Distance. The distance one stands from another frequently conveys a non-verbal message. In some cultures it is a sign of attraction, while in others it may reflect status or the intensity of the exchange.

Orientation. People may present themselves in various ways: face-to-face, side-to-side, or even back-to-back. For example, cooperating people are likely to sit side-by-side while competitors frequently face one another.

Posture. Obviously one can be lying down, seated, or standing. These are not the elements of posture that convey messages. Are we slouched or erect ? Are our legs crossed or our arms folded ? Such postures convey a degree of formality and the degree of relaxation in the communication exchange.

Physical Contact. Shaking hands, touching, holding, embracing, pushing, or patting on the back all convey messages. They reflect an element of intimacy or a feeling of (or lack of) attraction.

Dynamic Features

Facial Expressions. A smile, frown, raised eyebrow, yawn, and sneer all convey information. Facial expressions continually change during interaction and are monitored constantly by the recipient. There is evidence that the meaning of these expressions may be similar across cultures.

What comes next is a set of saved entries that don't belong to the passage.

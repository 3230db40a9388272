//! Wavefront OBJ format support.
//!
//! Only geometry is read: `v` lines give positions and `f` lines give
//! polygons of any size. Face tokens may carry texture and normal references
//! (`v/vt/vn`, `v//vn`); those are ignored. Negative (relative) indices are
//! resolved against the vertices read so far.

use std::fs::File;
use std::io::{BufRead, BufReader};
use std::path::Path;

use nalgebra::Point3;

use crate::error::{MeshError, Result};
use crate::mesh::{build_from_polygons, HalfEdgeMesh, MeshIndex};

/// Load a polygon mesh from an OBJ file.
///
/// # Example
///
/// ```no_run
/// use fastpatch::io::obj;
/// use fastpatch::mesh::HalfEdgeMesh;
///
/// let mesh: HalfEdgeMesh = obj::load("model.obj").unwrap();
/// ```
pub fn load<P: AsRef<Path>, I: MeshIndex>(path: P) -> Result<HalfEdgeMesh<I>> {
    let path = path.as_ref();
    let file = File::open(path)?;

    let (vertices, faces) = parse(BufReader::new(file)).map_err(|message| MeshError::LoadError {
        path: path.to_path_buf(),
        message,
    })?;

    log::debug!(
        "Read {} vertices and {} faces from {}",
        vertices.len(),
        faces.len(),
        path.display()
    );

    build_from_polygons(&vertices, &faces)
}

/// Parsed OBJ geometry: positions and zero-based polygons.
pub(crate) type Geometry = (Vec<Point3<f64>>, Vec<Vec<usize>>);

pub(crate) fn parse<R: BufRead>(reader: R) -> std::result::Result<Geometry, String> {
    let mut vertices: Vec<Point3<f64>> = Vec::new();
    let mut faces: Vec<Vec<usize>> = Vec::new();

    for (line_index, line) in reader.lines().enumerate() {
        let line = line.map_err(|e| e.to_string())?;
        let line_number = line_index + 1;

        let content = match line.find('#') {
            Some(pos) => &line[..pos],
            None => &line,
        };
        let mut tokens = content.split_whitespace();

        match tokens.next() {
            Some("v") => {
                let mut coords = [0.0f64; 3];
                for c in coords.iter_mut() {
                    let token = tokens
                        .next()
                        .ok_or_else(|| format!("line {}: vertex needs three coordinates", line_number))?;
                    *c = token
                        .parse()
                        .map_err(|_| format!("line {}: invalid coordinate '{}'", line_number, token))?;
                }
                vertices.push(Point3::new(coords[0], coords[1], coords[2]));
            }
            Some("f") => {
                let face = tokens
                    .map(|token| resolve_index(token, vertices.len(), line_number))
                    .collect::<std::result::Result<Vec<_>, _>>()?;
                if face.len() < 3 {
                    return Err(format!("line {}: face needs at least three vertices", line_number));
                }
                faces.push(face);
            }
            // Normals, texture coordinates, groups, materials
            _ => {}
        }
    }

    Ok((vertices, faces))
}

fn resolve_index(token: &str, num_vertices: usize, line_number: usize) -> std::result::Result<usize, String> {
    let position = token.split('/').next().unwrap_or(token);
    let raw: i64 = position
        .parse()
        .map_err(|_| format!("line {}: invalid face index '{}'", line_number, token))?;

    let resolved = match raw {
        0 => None,
        r if r > 0 => Some(r as usize - 1),
        r => num_vertices.checked_sub(r.unsigned_abs() as usize),
    };

    resolved.ok_or_else(|| format!("line {}: face index {} out of range", line_number, raw))
}

#[cfg(test)]
mod tests {
    use super::*;
    use std::io::Cursor;

    const QUAD_STRIP: &str = "\
# two quads sharing an edge
v 0 0 0
v 1 0 0
v 2 0 0
v 0 1 0
v 1 1 0
v 2 1 0
vn 0 0 1
vt 0 0
f 1/1/1 2/1/1 5/1/1 4/1/1
f 2//1 3//1 6//1 5//1
";

    #[test]
    fn test_parse_quads_with_attributes() {
        let (vertices, faces) = parse(Cursor::new(QUAD_STRIP)).unwrap();
        assert_eq!(vertices.len(), 6);
        assert_eq!(vertices[5], Point3::new(2.0, 1.0, 0.0));
        assert_eq!(faces, vec![vec![0, 1, 4, 3], vec![1, 2, 5, 4]]);
    }

    #[test]
    fn test_parse_relative_indices() {
        let src = "v 0 0 0\nv 1 0 0\nv 1 1 0\nf -3 -2 -1\n";
        let (_, faces) = parse(Cursor::new(src)).unwrap();
        assert_eq!(faces, vec![vec![0, 1, 2]]);
    }

    #[test]
    fn test_parse_errors() {
        assert!(parse(Cursor::new("v 0 0\n")).is_err());
        assert!(parse(Cursor::new("v 0 0 x\n")).is_err());
        assert!(parse(Cursor::new("v 0 0 0\nv 1 0 0\nf 1 2\n")).is_err());
        assert!(parse(Cursor::new("v 0 0 0\nf 0 1 1\n")).is_err());
        assert!(parse(Cursor::new("v 0 0 0\nf -2 1 1\n")).is_err());

        let err = parse(Cursor::new("v 0 0 0\nv 1 0 0\nv 1 1 0\nf 1 2 q\n")).unwrap_err();
        assert!(err.starts_with("line 4"), "{}", err);
    }

    #[test]
    fn test_load_builds_mesh() {
        let path = std::env::temp_dir().join(format!("fastpatch-obj-{}.obj", std::process::id()));
        std::fs::write(&path, QUAD_STRIP).unwrap();

        let mesh: HalfEdgeMesh = load(&path).unwrap();
        std::fs::remove_file(&path).ok();

        assert_eq!(mesh.num_vertices(), 6);
        assert_eq!(mesh.num_faces(), 2);
        assert!(mesh.is_quad_mesh());
    }

    #[test]
    fn test_load_missing_file() {
        let result: Result<HalfEdgeMesh> = load("/nonexistent/fastpatch.obj");
        assert!(matches!(result, Err(MeshError::Io(_))));
    }
}
//! Mesh construction utilities.
//!
//! This module builds the half-edge graph from face-vertex lists and assigns
//! the patch attributes (creases, triangle heads, face renumbering) that the
//! classifiers in [`crate::algo`] read. Connectivity is fixed once the mesh
//! is built; only attributes can be changed afterwards.

use std::collections::HashMap;

use nalgebra::Point3;

use super::halfedge::{Face, HalfEdge, HalfEdgeMesh, Vertex};
use super::index::{FaceId, HalfEdgeId, MeshIndex, VertexId};
use crate::error::{MeshError, Result};

/// Build a half-edge mesh from vertices and polygon faces.
///
/// Faces are given as counter-clockwise vertex index loops of any length
/// `>= 3`. Every vertex must be used by at least one face and every
/// directed edge may be used by one face only.
///
/// Vertex valence codes are derived from the finished connectivity:
/// interior vertices get their face count, boundary vertices minus their
/// edge count (`-2` for a corner).
///
/// # Example
/// ```
/// use fastpatch::mesh::{build_from_polygons, HalfEdgeMesh, VertexId};
/// use nalgebra::Point3;
///
/// let vertices = vec![
///     Point3::new(0.0, 0.0, 0.0),
///     Point3::new(1.0, 0.0, 0.0),
///     Point3::new(1.0, 1.0, 0.0),
///     Point3::new(0.0, 1.0, 0.0),
/// ];
/// let faces = vec![vec![0, 1, 2, 3]];
///
/// let mesh: HalfEdgeMesh = build_from_polygons(&vertices, &faces).unwrap();
/// assert_eq!(mesh.num_faces(), 1);
/// assert_eq!(mesh.valence(VertexId::new(0)), -2);
/// ```
pub fn build_from_polygons<I: MeshIndex, F: AsRef<[usize]>>(
    vertices: &[Point3<f64>],
    faces: &[F],
) -> Result<HalfEdgeMesh<I>> {
    if faces.is_empty() {
        return Err(MeshError::EmptyMesh);
    }

    // Validate vertex indices and reject degenerate polygons
    let mut num_halfedges = 0;
    for (fi, face) in faces.iter().enumerate() {
        let face = face.as_ref();
        if face.len() < 3 {
            return Err(MeshError::DegenerateFace { face: fi });
        }
        for (k, &vi) in face.iter().enumerate() {
            if vi >= vertices.len() {
                return Err(MeshError::InvalidVertexIndex { face: fi, vertex: vi });
            }
            if face[..k].contains(&vi) {
                return Err(MeshError::DegenerateFace { face: fi });
            }
        }
        num_halfedges += face.len();
    }

    let mut halfedges: Vec<HalfEdge<I>> = Vec::with_capacity(num_halfedges);
    let mut mesh_faces: Vec<Face<I>> = Vec::with_capacity(faces.len());
    let mut anchors: Vec<Option<HalfEdgeId<I>>> = vec![None; vertices.len()];
    let mut face_counts: Vec<usize> = vec![0; vertices.len()];

    // Map from directed edge (v0, v1) to half-edge ID
    let mut edge_map: HashMap<(usize, usize), HalfEdgeId<I>> = HashMap::with_capacity(num_halfedges);

    // First pass: create all half-edges and faces
    for (fi, face) in faces.iter().enumerate() {
        let face = face.as_ref();
        let n = face.len();
        let first = halfedges.len();
        let face_id = FaceId::<I>::new(fi);

        for (k, &v0) in face.iter().enumerate() {
            let v1 = face[(k + 1) % n];
            let he = HalfEdgeId::<I>::new(first + k);

            halfedges.push(HalfEdge {
                origin: VertexId::new(v0),
                twin: None,
                next: HalfEdgeId::new(first + (k + 1) % n),
                prev: HalfEdgeId::new(first + (k + n - 1) % n),
                face: face_id,
                sharpness: 0.0,
                triangle_head: false,
            });

            if edge_map.insert((v0, v1), he).is_some() {
                return Err(MeshError::NonManifoldEdge { v0, v1 });
            }
            if anchors[v0].is_none() {
                anchors[v0] = Some(he);
            }
            face_counts[v0] += 1;
        }

        mesh_faces.push(Face {
            halfedge: HalfEdgeId::new(first),
            valence: n as u32,
            new_index: Some(fi as u32),
        });
    }

    // Second pass: link twins and record the outgoing boundary half-edge
    // of every boundary vertex
    let mut boundary_starts: Vec<Option<HalfEdgeId<I>>> = vec![None; vertices.len()];
    for (&(v0, v1), &he) in &edge_map {
        if let Some(&twin) = edge_map.get(&(v1, v0)) {
            halfedges[he.index()].twin = Some(twin);
        } else if boundary_starts[v0].replace(he).is_some() {
            return Err(MeshError::NonManifold {
                details: format!("vertex {} has more than one outgoing boundary edge", v0),
            });
        }
    }

    // Third pass: vertices, valence codes and boundary anchors
    let mut mesh_vertices: Vec<Vertex<I>> = Vec::with_capacity(vertices.len());
    for (vi, &position) in vertices.iter().enumerate() {
        let anchor = anchors[vi].ok_or(MeshError::IsolatedVertex { vertex: vi })?;
        mesh_vertices.push(Vertex {
            position,
            halfedge: anchor,
            valence: face_counts[vi] as i32,
        });
    }

    let mut mesh = HalfEdgeMesh {
        vertices: mesh_vertices,
        halfedges,
        faces: mesh_faces,
    };

    assign_valence_codes(&mut mesh, &face_counts, &boundary_starts)?;

    debug_assert!(mesh.is_valid());
    log::debug!(
        "built half-edge mesh: {} vertices, {} half-edges, {} faces",
        mesh.num_vertices(),
        mesh.num_halfedges(),
        mesh.num_faces()
    );

    Ok(mesh)
}

/// Build a half-edge mesh from vertices and quad faces.
///
/// # Arguments
/// * `vertices` - List of vertex positions
/// * `faces` - List of quad faces, each as [v0, v1, v2, v3] indices (counter-clockwise)
pub fn build_from_quads<I: MeshIndex>(
    vertices: &[Point3<f64>],
    faces: &[[usize; 4]],
) -> Result<HalfEdgeMesh<I>> {
    build_from_polygons(vertices, faces)
}

/// Point boundary vertices at their outgoing boundary half-edge and store
/// the signed valence codes.
///
/// Fails if the rotation around a vertex does not reach all of its faces,
/// which happens when several fans meet at one vertex.
fn assign_valence_codes<I: MeshIndex>(
    mesh: &mut HalfEdgeMesh<I>,
    face_counts: &[usize],
    boundary_starts: &[Option<HalfEdgeId<I>>],
) -> Result<()> {
    for vi in 0..mesh.num_vertices() {
        let start = boundary_starts[vi].unwrap_or(mesh.vertices[vi].halfedge);
        let fan = mesh.vertex_halfedges_from(start).count();
        if fan != face_counts[vi] {
            return Err(MeshError::NonManifold {
                details: format!("vertex {} has {} faces but a fan of {}", vi, face_counts[vi], fan),
            });
        }

        if boundary_starts[vi].is_some() {
            let vertex = &mut mesh.vertices[vi];
            vertex.halfedge = start;
            vertex.valence = -(face_counts[vi] as i32 + 1);
        }
    }

    Ok(())
}

impl<I: MeshIndex> HalfEdgeMesh<I> {
    // ==================== Patch Attributes ====================

    /// Find the half-edge running from `v0` to `v1`.
    pub fn find_halfedge(&self, v0: VertexId<I>, v1: VertexId<I>) -> Option<HalfEdgeId<I>> {
        self.vertex_halfedges(v0).find(|&he| self.dest(he) == v1)
    }

    /// Find either half-edge of the edge between `v0` and `v1`.
    fn find_edge(&self, v0: VertexId<I>, v1: VertexId<I>) -> Result<HalfEdgeId<I>> {
        self.find_halfedge(v0, v1)
            .or_else(|| self.find_halfedge(v1, v0))
            .ok_or(MeshError::UnknownEdge {
                v0: v0.index(),
                v1: v1.index(),
            })
    }

    /// Set the sharpness of a single half-edge.
    pub fn set_halfedge_sharpness(&mut self, he: HalfEdgeId<I>, sharpness: f32) {
        self.halfedge_mut(he).sharpness = sharpness;
    }

    /// Mark the edge between `v0` and `v1` as a crease of the given
    /// sharpness. Both half-edges of an interior edge are updated.
    pub fn set_crease(&mut self, v0: VertexId<I>, v1: VertexId<I>, sharpness: f32) -> Result<()> {
        if !sharpness.is_finite() {
            return Err(MeshError::invalid_param("sharpness", sharpness, "must be finite"));
        }

        let he = self.find_edge(v0, v1)?;
        self.set_halfedge_sharpness(he, sharpness);
        if let Some(twin) = self.twin(he) {
            self.set_halfedge_sharpness(twin, sharpness);
        }
        Ok(())
    }

    /// Mark the half-edge from `v0` to `v1` as a triangle head.
    pub fn set_triangle_head(&mut self, v0: VertexId<I>, v1: VertexId<I>) -> Result<()> {
        let he = self.find_halfedge(v0, v1).ok_or(MeshError::UnknownEdge {
            v0: v0.index(),
            v1: v1.index(),
        })?;
        self.halfedge_mut(he).triangle_head = true;
        Ok(())
    }

    /// Assign the index of a face in the active patch set.
    pub fn set_face_new_index(&mut self, f: FaceId<I>, new_index: Option<u32>) {
        self.face_mut(f).new_index = new_index;
    }

    /// Exclude a face from the active patch set.
    pub fn exclude_face(&mut self, f: FaceId<I>) {
        log::trace!("excluding face {:?} from the patch set", f);
        self.set_face_new_index(f, None);
    }
}

/// Convert a half-edge mesh back to a face-vertex representation.
///
/// Returns (vertices, faces) tuple with one vertex loop per face.
pub fn to_face_vertex_polygons<I: MeshIndex>(
    mesh: &HalfEdgeMesh<I>,
) -> (Vec<Point3<f64>>, Vec<Vec<usize>>) {
    let vertices: Vec<Point3<f64>> = mesh.vertex_ids().map(|v| *mesh.position(v)).collect();

    let faces: Vec<Vec<usize>> = mesh
        .face_ids()
        .map(|f| mesh.face_vertices(f).map(|v| v.index()).collect())
        .collect();

    (vertices, faces)
}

Gestures. One of the most frequently observed, but least understood, cues is a hand movement. Most people use hand movements regularly when talking. While some gestures (e.g., a clenched fist) have universal meanings, most of the others are individually learned and idiosyncratic.

Looking. A major feature of social communication is eye contact. It can convey emotion, signal when to talk or finish, or aversion. The frequency of contact may suggest either interest or boredom.

Visual communication

Visual communication as the name suggests is communication through visual aid. It is the conveyance of ideas and information in forms that can be read or looked upon. Primarily associated with two dimensional images, it includes: signs, typography, drawing, graphic design, illustration, colour and electronic resources. It solely relies on vision. It is form of communication with visual effect. It explores the idea that a visual message with text has a greater power to inform, educate or persuade a person. It is communication by presenting information through visual form.

The evaluation of a good visual design is based on measuring comprehension by the audience, not on aesthetic or artistic preference. There are no universally agreed-upon principles of beauty and ugliness. There exists a variety of ways to present information visually, like gestures, body languages, video and TV. Here, focus is on the presentation of text, pictures, diagrams, photos, et cetera, integrated on a computer display. The term visual presentation is used to refer to the actual presentation of information. Recent research in the field has focused on web design and graphically oriented usability. Graphic designers use methods of visual communication in their professional practice.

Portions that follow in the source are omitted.